Re: Internal vs. external barriers (was: Re: Interesting LKMM litmus test)

From: Jonas Oberhauser
Date: Tue Jan 24 2023 - 14:31:57 EST




On 1/24/2023 6:26 PM, Paul E. McKenney wrote:
On Tue, Jan 24, 2023 at 05:39:53PM +0100, Jonas Oberhauser wrote:

On 1/24/2023 5:22 PM, Paul E. McKenney wrote:
I clearly recall some
store-based lack of ordering after a grace period from some years back,
and am thus far failing to reproduce it.

And here is another attempt that herd7 actually does allow.

So what did I mess up this time? ;-)

Thanx, Paul

------------------------------------------------------------------------

C C-srcu-observed-4

(*
* Result: Sometimes
*
* The Linux-kernel implementation is suspected to forbid this.
*)

{}

P0(int *x, int *y, int *z, struct srcu_struct *s)
{
int r1;

r1 = srcu_read_lock(s);
WRITE_ONCE(*y, 2);
WRITE_ONCE(*x, 1);
srcu_read_unlock(s, r1);
}

P1(int *x, int *y, int *z, struct srcu_struct *s)
{
int r1;

WRITE_ONCE(*y, 1);
synchronize_srcu(s);
WRITE_ONCE(*z, 2);
}

P2(int *x, int *y, int *z, struct srcu_struct *s)
{
WRITE_ONCE(*z, 1);
smp_store_release(x, 2);
}

exists (x=1 /\ y=1 /\ z=1)
I think even if you implement the unlock as mb() followed by some store that
is read by the gp between mb()s, this would still be allowed.
The implementation of synchronize_srcu() has quite a few smp_mb()
invocations.

But exactly how are you modeling this? As in what additional accesses
and memory barriers are you placing in which locations?

Along these lines:

P0(int *x, int *y, int *z, int *magic_location)
{
int r1;


WRITE_ONCE(*y, 2);
WRITE_ONCE(*x, 1);

smp_mb();
WRITE_ONCE(*magic_location, 1);

}

P1(int *x, int *y, int *z, int *magic_location)
{
int r1;

WRITE_ONCE(*y, 1);

smp_mb();
while (! READ_ONCE(*magic_location))
;
smp_mb();
WRITE_ONCE(*z, 2);
}


P2(int *x, int *y, int *z, struct srcu_struct *s)
{
WRITE_ONCE(*z, 1);
smp_store_release(x, 2);
}



Note that you can add as many additional smp_mb() and other accesses as you want around the original srcu call sites. I don't see how they could influence the absence of a cycle.

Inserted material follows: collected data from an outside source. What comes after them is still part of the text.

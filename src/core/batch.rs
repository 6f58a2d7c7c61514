//! Offline analysis of a captured CO waveform.
//!
//! The pipeline estimates a baseline from the leading segment, smooths the
//! CO signal with a centered moving average, then searches a fixed horizon
//! after the baseline for the peak. Duration is measured from the end of the
//! baseline segment to the peak.

use crate::core::constants::{
    BASELINE_FRACTION, BASELINE_MAX_SAMPLES, BASELINE_MIN_SAMPLES, PEAK_SEARCH_HORIZON_SEC,
    SMOOTHING_MAX_SAMPLES, SMOOTHING_MIN_SAMPLES, SMOOTHING_WIDTH_SEC,
};
use crate::core::decode::{decode_words, RawWord};
use crate::core::result::BreathResult;
use crate::error::{EngineError, Result};
use serde::{Deserialize, Serialize};

/// A captured waveform borrowed from the caller.
///
/// `co_raw` and `temperature_c` are parallel arrays sampled every
/// `sample_period_sec` seconds.
#[derive(Debug, Clone, Copy)]
pub struct BatchWaveform<'a> {
    pub co_raw: &'a [f64],
    pub temperature_c: &'a [f64],
    pub sample_period_sec: f64,
}

impl<'a> BatchWaveform<'a> {
    pub fn new(co_raw: &'a [f64], temperature_c: &'a [f64], sample_period_sec: f64) -> Self {
        Self {
            co_raw,
            temperature_c,
            sample_period_sec,
        }
    }

    /// Build a waveform from inputs that may not have been supplied.
    pub fn from_optional(
        co_raw: Option<&'a [f64]>,
        temperature_c: Option<&'a [f64]>,
        sample_period_sec: f64,
    ) -> Result<Self> {
        let co_raw = co_raw.ok_or(EngineError::MissingInput("co_raw"))?;
        let temperature_c = temperature_c.ok_or(EngineError::MissingInput("temperature_c"))?;
        Ok(Self::new(co_raw, temperature_c, sample_period_sec))
    }

    pub fn len(&self) -> usize {
        self.co_raw.len()
    }

    pub fn is_empty(&self) -> bool {
        self.co_raw.is_empty()
    }
}

/// Intermediate values computed while analysing a waveform.
///
/// The baseline means are not used in the result; they are kept here for
/// inspection and later calibration work.
#[derive(Debug, Clone, Copy, PartialEq, Serialize, Deserialize)]
pub struct BatchDiagnostics {
    /// Number of leading samples in the baseline segment
    pub baseline_count: usize,
    /// Mean raw CO over the baseline segment
    pub baseline_co: f64,
    /// Mean temperature over the baseline segment
    pub baseline_temperature_c: f64,
    /// Moving-average window, in samples
    pub smoothing_window: usize,
    /// First index searched for the peak
    pub search_start: usize,
    /// Last index searched for the peak (inclusive)
    pub search_end: usize,
    /// Index of the smoothed maximum
    pub peak_index: usize,
    /// Smoothed value at the peak
    pub peak_value: f64,
}

/// Result of a batch analysis plus its diagnostics.
#[derive(Debug, Clone, Copy, PartialEq, Serialize, Deserialize)]
pub struct BatchAnalysis {
    pub result: BreathResult,
    /// Absent when the waveform was empty
    pub diagnostics: Option<BatchDiagnostics>,
}

impl BatchAnalysis {
    fn empty() -> Self {
        Self {
            result: BreathResult::empty(),
            diagnostics: None,
        }
    }
}

/// Check the shape of a batch request.
///
/// Returns `Ok(false)` when either array is empty, which is not an error but
/// yields the degenerate result.
fn check_shape(co_len: usize, temperature_len: usize, sample_period_sec: f64) -> Result<bool> {
    if co_len == 0 || temperature_len == 0 {
        return Ok(false);
    }
    if co_len != temperature_len {
        return Err(EngineError::LengthMismatch {
            co: co_len,
            temperature: temperature_len,
        });
    }
    if !(sample_period_sec > 0.0 && sample_period_sec.is_finite()) {
        return Err(EngineError::InvalidSamplePeriod(sample_period_sec));
    }
    Ok(true)
}

/// Analyse a floating-point waveform.
pub fn analyze(waveform: &BatchWaveform<'_>) -> Result<BatchAnalysis> {
    if !check_shape(
        waveform.co_raw.len(),
        waveform.temperature_c.len(),
        waveform.sample_period_sec,
    )? {
        return Ok(BatchAnalysis::empty());
    }
    Ok(run_pipeline(waveform))
}

/// Analyse a waveform whose CO channel is given as raw big-endian words.
///
/// Shape and period are checked before any word is decoded.
pub fn analyze_words<W: RawWord>(
    co_words: &[W],
    temperature_c: &[f64],
    sample_period_sec: f64,
) -> Result<BatchAnalysis> {
    if !check_shape(co_words.len(), temperature_c.len(), sample_period_sec)? {
        return Ok(BatchAnalysis::empty());
    }

    let co_raw: Vec<f64> = decode_words(co_words)?
        .into_iter()
        .map(f64::from)
        .collect();

    analyze(&BatchWaveform::new(&co_raw, temperature_c, sample_period_sec))
}

/// Number of leading samples used for the baseline.
///
/// Nominally 10% of the waveform, at least three samples and at most fifty,
/// never more than the waveform holds.
pub fn baseline_count(n: usize) -> usize {
    let nominal = round_to_count(n as f64 * BASELINE_FRACTION);
    nominal
        .max(BASELINE_MIN_SAMPLES)
        .min(BASELINE_MAX_SAMPLES.min(n))
}

/// Moving-average window targeting roughly half a second of samples.
pub fn smoothing_window(sample_period_sec: f64) -> usize {
    round_to_count(SMOOTHING_WIDTH_SEC / sample_period_sec)
        .clamp(SMOOTHING_MIN_SAMPLES, SMOOTHING_MAX_SAMPLES)
}

/// Centered moving average, clipped at both ends.
///
/// Edge samples average over the part of the window that exists; there is
/// no padding.
pub fn smooth(values: &[f64], window: usize) -> Vec<f64> {
    let n = values.len();
    let half = window / 2;

    (0..n)
        .map(|i| {
            let start = i.saturating_sub(half);
            let end = (i + half).min(n - 1);
            let span = &values[start..=end];
            span.iter().sum::<f64>() / span.len() as f64
        })
        .collect()
}

/// Inclusive index range searched for the peak.
///
/// Falls back to searching through the end of the waveform when the horizon
/// collapses.
fn search_range(n: usize, baseline_count: usize, sample_period_sec: f64) -> (usize, usize) {
    let last = n - 1;
    let start = baseline_count.min(last);
    let horizon = round_to_count(PEAK_SEARCH_HORIZON_SEC / sample_period_sec);

    let mut end = start.saturating_add(horizon).min(last);
    if end <= start {
        end = last;
    }
    (start, end)
}

/// Index of the maximum in `values[start..=end]`; the earliest index wins ties.
fn find_peak(values: &[f64], start: usize, end: usize) -> (usize, f64) {
    let mut peak_index = start;
    let mut peak_value = values[start];
    for (i, &v) in values.iter().enumerate().take(end + 1).skip(start + 1) {
        if v > peak_value {
            peak_value = v;
            peak_index = i;
        }
    }
    (peak_index, peak_value)
}

fn run_pipeline(waveform: &BatchWaveform<'_>) -> BatchAnalysis {
    let n = waveform.len();
    let period = waveform.sample_period_sec;
    let co_raw = waveform.co_raw;
    let temperature_c = waveform.temperature_c;

    let baseline_count = baseline_count(n);
    let baseline_co = co_raw[..baseline_count].iter().sum::<f64>() / baseline_count as f64;
    let baseline_temperature_c =
        temperature_c[..baseline_count].iter().sum::<f64>() / baseline_count as f64;

    let window = smoothing_window(period);
    let smoothed = smooth(co_raw, window);

    let (search_start, search_end) = search_range(n, baseline_count, period);
    let (peak_index, peak_value) = find_peak(&smoothed, search_start, search_end);

    let duration = ((peak_index - search_start) as f64 * period).max(0.0);
    let mean_co_raw = co_raw.iter().sum::<f64>() / n as f64;

    let mut min_temp = f64::INFINITY;
    let mut max_temp = f64::NEG_INFINITY;
    for &t in temperature_c {
        if t < min_temp {
            min_temp = t;
        }
        if t > max_temp {
            max_temp = t;
        }
    }

    let result = BreathResult::from_stats(mean_co_raw, duration, min_temp, max_temp);

    tracing::debug!(
        samples = n,
        baseline_count,
        baseline_co,
        window,
        search_start,
        search_end,
        peak_index,
        duration,
        estimated_ppm = result.estimated_ppm,
        "batch analysis complete"
    );

    BatchAnalysis {
        result,
        diagnostics: Some(BatchDiagnostics {
            baseline_count,
            baseline_co,
            baseline_temperature_c,
            smoothing_window: window,
            search_start,
            search_end,
            peak_index,
            peak_value,
        }),
    }
}

/// Round half-to-even and convert to a sample count.
///
/// Negative and NaN inputs become zero; very large inputs saturate.
fn round_to_count(x: f64) -> usize {
    x.round_ties_even() as usize
}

(Also, to make it work with herd it seems you need to replace the loop with a single read and state in the exists clause that it happens to read a 1.)

I have already forgotten the specifics, but I think the power model allows
certain stores never propagating somewhere?
PowerPC would forbid the 3.2W case, where each process used an
smp_store_release() as its sole ordering (no smp_mb() calls at all).

[...]

This propagation is modulated by the memory barriers, though.

Ah, looking at the model now. Indeed it's forbidden, because in order to say that something is in co, there must not be a (resulting) cycle of co and barriers. But you'd get that here.  In the axiomatic model, this corresponds to saying Power's "prop | co" is acyclic. The same isn't true in LKMM. So that's probably why.

Have fun, jonas